Where the word "when" occurs in a line of the data, return the whole line.
Materials provided Start Marker
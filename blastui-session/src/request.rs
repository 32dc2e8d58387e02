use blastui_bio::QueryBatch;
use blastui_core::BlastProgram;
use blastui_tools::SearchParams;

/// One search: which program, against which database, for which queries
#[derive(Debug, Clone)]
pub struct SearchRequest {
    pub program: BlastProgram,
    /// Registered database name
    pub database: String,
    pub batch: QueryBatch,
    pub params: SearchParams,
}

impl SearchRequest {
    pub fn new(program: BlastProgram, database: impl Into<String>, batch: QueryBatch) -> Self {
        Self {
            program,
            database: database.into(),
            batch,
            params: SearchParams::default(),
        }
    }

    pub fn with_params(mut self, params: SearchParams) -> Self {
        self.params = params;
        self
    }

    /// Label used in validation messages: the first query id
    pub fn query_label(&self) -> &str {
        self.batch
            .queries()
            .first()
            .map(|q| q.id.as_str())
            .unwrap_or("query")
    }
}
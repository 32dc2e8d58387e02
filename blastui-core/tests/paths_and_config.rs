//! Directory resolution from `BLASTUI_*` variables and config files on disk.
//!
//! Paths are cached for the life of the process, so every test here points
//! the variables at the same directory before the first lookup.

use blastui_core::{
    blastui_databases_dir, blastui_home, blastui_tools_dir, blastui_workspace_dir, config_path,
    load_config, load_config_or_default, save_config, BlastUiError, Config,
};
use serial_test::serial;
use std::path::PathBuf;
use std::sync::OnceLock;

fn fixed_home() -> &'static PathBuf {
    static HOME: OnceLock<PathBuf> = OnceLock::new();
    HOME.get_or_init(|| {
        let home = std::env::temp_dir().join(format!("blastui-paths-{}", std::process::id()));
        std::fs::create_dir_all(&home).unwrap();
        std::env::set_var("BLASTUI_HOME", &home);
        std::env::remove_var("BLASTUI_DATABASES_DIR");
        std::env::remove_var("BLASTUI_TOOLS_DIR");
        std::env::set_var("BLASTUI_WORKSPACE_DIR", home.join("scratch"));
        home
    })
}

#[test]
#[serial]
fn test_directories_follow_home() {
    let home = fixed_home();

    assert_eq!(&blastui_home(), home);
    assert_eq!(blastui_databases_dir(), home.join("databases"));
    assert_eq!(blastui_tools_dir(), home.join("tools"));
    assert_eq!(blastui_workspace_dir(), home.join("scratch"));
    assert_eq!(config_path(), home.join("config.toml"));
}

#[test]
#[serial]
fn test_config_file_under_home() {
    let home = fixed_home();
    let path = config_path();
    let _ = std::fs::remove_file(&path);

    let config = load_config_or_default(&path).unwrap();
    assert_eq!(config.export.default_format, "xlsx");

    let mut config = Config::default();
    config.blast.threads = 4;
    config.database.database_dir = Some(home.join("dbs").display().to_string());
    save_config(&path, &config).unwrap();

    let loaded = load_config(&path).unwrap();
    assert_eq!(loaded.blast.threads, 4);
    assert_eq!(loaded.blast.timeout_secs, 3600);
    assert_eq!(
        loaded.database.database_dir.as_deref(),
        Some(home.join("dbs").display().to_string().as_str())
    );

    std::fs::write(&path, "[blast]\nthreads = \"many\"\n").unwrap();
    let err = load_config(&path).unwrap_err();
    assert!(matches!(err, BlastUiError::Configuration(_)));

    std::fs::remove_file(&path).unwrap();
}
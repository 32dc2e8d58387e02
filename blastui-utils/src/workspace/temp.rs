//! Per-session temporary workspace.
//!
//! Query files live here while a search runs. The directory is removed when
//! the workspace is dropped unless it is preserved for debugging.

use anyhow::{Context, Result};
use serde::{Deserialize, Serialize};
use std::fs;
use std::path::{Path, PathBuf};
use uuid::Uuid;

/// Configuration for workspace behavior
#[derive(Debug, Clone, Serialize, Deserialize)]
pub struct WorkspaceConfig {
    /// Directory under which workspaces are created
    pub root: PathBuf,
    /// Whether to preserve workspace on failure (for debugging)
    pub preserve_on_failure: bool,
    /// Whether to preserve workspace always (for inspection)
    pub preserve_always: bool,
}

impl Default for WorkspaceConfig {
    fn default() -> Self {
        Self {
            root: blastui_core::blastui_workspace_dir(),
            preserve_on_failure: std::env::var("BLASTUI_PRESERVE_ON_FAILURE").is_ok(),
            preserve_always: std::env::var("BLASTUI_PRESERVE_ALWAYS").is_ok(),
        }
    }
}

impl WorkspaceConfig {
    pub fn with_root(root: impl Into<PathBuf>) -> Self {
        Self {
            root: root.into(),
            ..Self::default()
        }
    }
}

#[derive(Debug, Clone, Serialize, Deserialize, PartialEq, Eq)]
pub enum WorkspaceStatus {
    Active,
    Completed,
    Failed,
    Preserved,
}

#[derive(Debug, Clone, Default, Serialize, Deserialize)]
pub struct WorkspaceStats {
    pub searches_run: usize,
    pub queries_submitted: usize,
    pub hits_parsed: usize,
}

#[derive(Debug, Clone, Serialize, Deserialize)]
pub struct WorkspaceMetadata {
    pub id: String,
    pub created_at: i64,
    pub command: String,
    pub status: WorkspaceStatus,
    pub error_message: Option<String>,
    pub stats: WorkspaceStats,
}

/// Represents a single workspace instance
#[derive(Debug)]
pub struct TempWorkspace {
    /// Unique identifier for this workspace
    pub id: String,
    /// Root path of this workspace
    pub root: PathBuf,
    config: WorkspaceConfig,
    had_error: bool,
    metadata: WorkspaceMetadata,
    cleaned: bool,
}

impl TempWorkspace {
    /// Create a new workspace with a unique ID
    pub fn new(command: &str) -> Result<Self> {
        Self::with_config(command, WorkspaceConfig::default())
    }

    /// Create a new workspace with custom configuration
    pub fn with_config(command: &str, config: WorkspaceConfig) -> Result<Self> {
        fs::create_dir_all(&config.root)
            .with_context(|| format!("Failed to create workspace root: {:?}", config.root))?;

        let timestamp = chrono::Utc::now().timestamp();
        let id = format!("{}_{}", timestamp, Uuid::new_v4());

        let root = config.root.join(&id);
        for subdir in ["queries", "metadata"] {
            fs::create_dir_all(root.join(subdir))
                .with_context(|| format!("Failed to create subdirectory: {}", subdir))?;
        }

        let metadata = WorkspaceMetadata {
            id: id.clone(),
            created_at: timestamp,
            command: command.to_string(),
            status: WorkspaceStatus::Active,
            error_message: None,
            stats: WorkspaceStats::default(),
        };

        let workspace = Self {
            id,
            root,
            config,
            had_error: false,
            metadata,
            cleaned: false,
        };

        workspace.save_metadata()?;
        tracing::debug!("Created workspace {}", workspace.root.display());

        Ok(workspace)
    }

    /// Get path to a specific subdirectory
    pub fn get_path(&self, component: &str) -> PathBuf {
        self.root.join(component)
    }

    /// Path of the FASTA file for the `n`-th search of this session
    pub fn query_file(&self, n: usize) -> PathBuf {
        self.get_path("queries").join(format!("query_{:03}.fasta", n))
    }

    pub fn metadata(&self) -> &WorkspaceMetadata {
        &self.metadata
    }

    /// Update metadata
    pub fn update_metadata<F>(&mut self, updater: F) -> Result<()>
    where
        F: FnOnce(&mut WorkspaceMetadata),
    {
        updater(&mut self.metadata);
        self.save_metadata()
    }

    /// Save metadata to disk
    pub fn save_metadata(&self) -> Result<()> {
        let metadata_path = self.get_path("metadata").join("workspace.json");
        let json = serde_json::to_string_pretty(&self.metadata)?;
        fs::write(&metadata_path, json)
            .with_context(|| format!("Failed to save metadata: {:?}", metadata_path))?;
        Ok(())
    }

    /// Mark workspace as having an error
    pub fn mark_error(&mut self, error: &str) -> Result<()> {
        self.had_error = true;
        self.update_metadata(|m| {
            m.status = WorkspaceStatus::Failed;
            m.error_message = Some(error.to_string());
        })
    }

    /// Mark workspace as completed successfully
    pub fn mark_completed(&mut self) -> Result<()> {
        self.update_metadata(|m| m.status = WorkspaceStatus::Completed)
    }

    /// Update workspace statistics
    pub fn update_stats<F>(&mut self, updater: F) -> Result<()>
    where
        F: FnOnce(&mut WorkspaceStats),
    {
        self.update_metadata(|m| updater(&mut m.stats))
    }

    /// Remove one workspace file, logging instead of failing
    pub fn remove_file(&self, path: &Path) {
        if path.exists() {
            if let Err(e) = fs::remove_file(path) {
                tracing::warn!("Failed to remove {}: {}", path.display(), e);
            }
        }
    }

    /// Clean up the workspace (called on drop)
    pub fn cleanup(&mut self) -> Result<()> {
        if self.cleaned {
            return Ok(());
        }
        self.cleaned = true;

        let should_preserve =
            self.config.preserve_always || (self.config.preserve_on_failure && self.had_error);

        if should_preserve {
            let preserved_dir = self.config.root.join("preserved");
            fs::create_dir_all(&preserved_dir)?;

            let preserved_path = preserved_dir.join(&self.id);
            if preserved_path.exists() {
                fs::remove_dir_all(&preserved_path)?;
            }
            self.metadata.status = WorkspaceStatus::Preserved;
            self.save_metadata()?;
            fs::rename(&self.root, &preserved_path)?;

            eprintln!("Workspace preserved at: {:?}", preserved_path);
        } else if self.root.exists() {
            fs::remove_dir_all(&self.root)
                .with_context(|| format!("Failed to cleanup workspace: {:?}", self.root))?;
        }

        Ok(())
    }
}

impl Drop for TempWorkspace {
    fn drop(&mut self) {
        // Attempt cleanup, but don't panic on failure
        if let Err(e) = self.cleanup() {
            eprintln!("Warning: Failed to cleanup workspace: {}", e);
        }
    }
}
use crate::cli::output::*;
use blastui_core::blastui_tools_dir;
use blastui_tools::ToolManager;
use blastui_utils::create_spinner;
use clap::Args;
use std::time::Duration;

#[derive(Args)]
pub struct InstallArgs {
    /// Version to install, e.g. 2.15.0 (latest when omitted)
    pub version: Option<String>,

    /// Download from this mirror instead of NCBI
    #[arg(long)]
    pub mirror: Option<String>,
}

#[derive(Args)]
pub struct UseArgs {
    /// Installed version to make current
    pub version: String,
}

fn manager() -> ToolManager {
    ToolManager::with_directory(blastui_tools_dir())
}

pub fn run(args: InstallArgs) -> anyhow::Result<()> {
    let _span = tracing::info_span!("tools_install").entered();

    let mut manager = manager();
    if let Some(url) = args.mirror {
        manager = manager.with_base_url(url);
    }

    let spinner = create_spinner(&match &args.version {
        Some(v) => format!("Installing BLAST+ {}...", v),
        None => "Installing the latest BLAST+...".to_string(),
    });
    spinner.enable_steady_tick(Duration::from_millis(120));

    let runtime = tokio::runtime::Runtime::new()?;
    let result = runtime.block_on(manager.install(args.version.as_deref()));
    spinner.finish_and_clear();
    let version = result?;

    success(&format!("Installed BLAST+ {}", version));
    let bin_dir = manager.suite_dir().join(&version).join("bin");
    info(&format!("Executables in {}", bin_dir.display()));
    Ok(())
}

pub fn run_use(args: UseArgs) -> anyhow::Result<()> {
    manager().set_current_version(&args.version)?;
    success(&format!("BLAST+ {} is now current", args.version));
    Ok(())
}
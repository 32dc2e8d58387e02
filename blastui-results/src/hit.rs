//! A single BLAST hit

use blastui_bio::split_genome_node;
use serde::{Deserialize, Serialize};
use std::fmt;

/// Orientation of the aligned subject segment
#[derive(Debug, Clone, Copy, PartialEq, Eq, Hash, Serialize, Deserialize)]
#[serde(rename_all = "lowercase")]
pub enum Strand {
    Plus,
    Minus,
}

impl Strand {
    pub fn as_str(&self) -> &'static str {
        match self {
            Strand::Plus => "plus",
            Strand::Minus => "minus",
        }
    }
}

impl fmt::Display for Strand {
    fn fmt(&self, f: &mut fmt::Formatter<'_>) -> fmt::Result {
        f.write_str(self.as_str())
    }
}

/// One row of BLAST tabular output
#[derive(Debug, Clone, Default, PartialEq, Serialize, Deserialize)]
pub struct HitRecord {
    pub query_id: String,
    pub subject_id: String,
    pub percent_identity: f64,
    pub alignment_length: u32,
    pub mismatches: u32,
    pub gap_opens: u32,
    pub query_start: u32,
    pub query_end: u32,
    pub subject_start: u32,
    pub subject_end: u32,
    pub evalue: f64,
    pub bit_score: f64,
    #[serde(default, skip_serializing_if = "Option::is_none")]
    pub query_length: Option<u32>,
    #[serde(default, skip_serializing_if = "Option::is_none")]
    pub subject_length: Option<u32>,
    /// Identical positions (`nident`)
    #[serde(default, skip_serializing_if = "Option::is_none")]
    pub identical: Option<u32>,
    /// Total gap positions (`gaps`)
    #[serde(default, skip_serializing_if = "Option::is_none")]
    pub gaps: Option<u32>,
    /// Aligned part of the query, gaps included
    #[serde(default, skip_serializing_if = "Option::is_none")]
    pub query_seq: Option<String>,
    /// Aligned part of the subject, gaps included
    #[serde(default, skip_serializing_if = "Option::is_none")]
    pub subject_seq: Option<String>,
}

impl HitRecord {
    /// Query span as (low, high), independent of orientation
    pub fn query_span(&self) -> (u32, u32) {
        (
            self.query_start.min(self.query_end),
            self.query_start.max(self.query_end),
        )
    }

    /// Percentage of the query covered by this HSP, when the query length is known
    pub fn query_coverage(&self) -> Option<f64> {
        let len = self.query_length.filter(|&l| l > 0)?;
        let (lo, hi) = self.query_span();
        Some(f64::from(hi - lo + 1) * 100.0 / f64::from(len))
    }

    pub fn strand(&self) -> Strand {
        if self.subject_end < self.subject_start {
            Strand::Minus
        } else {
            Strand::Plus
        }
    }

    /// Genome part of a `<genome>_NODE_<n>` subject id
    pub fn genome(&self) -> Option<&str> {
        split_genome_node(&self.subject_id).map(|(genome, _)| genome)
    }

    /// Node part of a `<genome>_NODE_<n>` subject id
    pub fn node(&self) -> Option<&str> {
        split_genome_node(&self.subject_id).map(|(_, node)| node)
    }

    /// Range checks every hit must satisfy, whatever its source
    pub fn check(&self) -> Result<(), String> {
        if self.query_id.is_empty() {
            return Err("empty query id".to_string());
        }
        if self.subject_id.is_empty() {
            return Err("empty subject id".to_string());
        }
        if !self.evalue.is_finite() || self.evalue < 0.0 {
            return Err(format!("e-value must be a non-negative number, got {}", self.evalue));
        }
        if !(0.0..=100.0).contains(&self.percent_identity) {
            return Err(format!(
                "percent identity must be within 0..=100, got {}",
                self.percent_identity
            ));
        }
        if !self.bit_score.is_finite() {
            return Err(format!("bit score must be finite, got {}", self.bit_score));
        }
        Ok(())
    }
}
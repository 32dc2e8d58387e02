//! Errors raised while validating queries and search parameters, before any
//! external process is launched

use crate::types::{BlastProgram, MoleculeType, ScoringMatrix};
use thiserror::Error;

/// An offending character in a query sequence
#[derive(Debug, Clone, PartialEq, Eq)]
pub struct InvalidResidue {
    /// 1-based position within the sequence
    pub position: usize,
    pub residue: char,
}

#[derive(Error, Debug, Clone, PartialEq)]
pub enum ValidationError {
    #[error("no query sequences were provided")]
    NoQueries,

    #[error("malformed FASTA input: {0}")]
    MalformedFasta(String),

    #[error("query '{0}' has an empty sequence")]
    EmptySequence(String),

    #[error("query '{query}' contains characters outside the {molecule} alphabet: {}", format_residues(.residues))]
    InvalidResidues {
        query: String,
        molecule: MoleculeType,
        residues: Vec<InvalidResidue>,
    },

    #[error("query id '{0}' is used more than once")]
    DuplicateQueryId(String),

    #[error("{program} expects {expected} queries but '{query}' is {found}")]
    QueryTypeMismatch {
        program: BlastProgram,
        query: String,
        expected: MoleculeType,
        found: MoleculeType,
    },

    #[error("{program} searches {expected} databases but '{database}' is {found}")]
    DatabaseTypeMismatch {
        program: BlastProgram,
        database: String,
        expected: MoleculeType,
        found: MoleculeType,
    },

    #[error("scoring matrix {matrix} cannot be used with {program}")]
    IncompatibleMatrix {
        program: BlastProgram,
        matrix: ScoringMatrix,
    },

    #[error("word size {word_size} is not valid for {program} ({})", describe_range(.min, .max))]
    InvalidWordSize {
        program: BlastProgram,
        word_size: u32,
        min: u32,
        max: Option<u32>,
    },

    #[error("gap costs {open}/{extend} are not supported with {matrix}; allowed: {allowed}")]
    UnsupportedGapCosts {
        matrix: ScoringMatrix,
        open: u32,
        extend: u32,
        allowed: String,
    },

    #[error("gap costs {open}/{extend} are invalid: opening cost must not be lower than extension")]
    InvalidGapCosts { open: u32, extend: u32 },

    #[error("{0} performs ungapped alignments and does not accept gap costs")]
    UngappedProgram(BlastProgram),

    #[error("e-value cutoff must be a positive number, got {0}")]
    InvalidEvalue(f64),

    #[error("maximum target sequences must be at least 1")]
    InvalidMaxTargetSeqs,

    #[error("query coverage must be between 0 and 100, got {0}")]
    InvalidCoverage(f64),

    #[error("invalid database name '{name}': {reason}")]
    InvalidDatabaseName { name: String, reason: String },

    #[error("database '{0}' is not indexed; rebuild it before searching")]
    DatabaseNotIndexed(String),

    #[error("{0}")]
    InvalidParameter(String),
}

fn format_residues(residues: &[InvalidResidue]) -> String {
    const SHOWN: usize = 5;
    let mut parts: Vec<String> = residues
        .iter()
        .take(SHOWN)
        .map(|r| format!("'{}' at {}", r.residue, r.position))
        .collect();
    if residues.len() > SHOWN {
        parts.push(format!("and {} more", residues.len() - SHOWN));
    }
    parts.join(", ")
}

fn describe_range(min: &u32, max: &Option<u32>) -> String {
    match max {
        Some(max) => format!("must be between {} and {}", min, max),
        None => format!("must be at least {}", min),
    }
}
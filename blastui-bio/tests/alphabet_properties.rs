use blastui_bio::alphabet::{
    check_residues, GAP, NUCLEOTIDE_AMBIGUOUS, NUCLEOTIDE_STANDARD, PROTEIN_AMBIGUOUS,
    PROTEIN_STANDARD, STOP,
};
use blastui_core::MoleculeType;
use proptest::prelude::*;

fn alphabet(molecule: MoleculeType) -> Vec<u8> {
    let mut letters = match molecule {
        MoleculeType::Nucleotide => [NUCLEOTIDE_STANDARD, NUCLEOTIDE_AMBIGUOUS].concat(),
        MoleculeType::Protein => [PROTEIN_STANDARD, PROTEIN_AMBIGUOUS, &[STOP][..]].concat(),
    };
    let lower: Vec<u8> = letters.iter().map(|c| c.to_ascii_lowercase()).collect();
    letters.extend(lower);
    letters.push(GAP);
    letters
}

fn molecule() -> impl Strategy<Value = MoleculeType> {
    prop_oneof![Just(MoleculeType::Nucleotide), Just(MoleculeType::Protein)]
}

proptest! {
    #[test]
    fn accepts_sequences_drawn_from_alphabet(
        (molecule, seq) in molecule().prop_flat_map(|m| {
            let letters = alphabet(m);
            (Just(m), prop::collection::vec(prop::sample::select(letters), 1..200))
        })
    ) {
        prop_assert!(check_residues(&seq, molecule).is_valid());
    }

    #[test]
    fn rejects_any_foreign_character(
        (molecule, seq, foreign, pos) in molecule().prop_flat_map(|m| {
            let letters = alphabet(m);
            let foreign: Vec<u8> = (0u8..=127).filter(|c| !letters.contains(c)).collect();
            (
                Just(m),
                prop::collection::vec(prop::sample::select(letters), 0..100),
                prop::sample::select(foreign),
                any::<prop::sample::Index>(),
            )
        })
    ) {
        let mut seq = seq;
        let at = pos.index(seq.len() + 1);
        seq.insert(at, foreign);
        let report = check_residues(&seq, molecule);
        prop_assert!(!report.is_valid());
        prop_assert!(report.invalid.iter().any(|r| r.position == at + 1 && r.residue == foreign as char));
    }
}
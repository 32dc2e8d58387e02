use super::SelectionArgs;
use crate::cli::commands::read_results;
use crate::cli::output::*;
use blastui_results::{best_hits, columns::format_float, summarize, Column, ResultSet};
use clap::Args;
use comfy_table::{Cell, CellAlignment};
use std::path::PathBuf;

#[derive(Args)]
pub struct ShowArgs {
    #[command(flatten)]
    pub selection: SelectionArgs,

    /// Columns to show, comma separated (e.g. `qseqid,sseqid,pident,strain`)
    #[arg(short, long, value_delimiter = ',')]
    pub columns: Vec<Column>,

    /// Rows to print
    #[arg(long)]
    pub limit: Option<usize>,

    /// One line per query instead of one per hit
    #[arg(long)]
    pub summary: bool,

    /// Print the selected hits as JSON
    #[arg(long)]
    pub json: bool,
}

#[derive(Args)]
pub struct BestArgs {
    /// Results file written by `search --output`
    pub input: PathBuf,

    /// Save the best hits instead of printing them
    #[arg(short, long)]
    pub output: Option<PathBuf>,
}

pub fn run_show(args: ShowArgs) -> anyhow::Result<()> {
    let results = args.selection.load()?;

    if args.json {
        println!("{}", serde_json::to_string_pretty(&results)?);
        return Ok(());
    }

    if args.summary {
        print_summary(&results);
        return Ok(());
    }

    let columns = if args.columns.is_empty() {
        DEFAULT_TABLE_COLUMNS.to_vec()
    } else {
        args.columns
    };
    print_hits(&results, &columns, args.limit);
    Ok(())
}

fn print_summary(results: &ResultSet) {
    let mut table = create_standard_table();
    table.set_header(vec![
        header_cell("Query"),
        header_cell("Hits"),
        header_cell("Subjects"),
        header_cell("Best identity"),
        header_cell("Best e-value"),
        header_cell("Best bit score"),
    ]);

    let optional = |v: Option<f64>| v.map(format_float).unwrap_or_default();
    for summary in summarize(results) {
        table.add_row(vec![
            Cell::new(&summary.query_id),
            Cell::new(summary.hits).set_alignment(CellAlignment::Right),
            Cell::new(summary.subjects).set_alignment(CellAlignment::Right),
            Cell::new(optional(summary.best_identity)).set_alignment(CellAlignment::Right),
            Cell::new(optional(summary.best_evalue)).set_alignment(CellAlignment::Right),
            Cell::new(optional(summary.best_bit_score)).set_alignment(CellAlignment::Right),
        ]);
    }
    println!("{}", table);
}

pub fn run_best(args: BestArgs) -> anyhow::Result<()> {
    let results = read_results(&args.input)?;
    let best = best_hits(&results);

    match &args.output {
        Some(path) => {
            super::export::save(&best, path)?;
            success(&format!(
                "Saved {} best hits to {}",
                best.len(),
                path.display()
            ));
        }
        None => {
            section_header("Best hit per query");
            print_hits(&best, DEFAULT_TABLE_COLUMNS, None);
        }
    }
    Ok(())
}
Materials provided End Marker
▶ **Result of the task**
//! Query files live here while a search runs. The directory is removed when
    /// Version to install, e.g. 2.15.0 (latest when omitted)
    /// Percentage of the query covered by this HSP, when the query length is known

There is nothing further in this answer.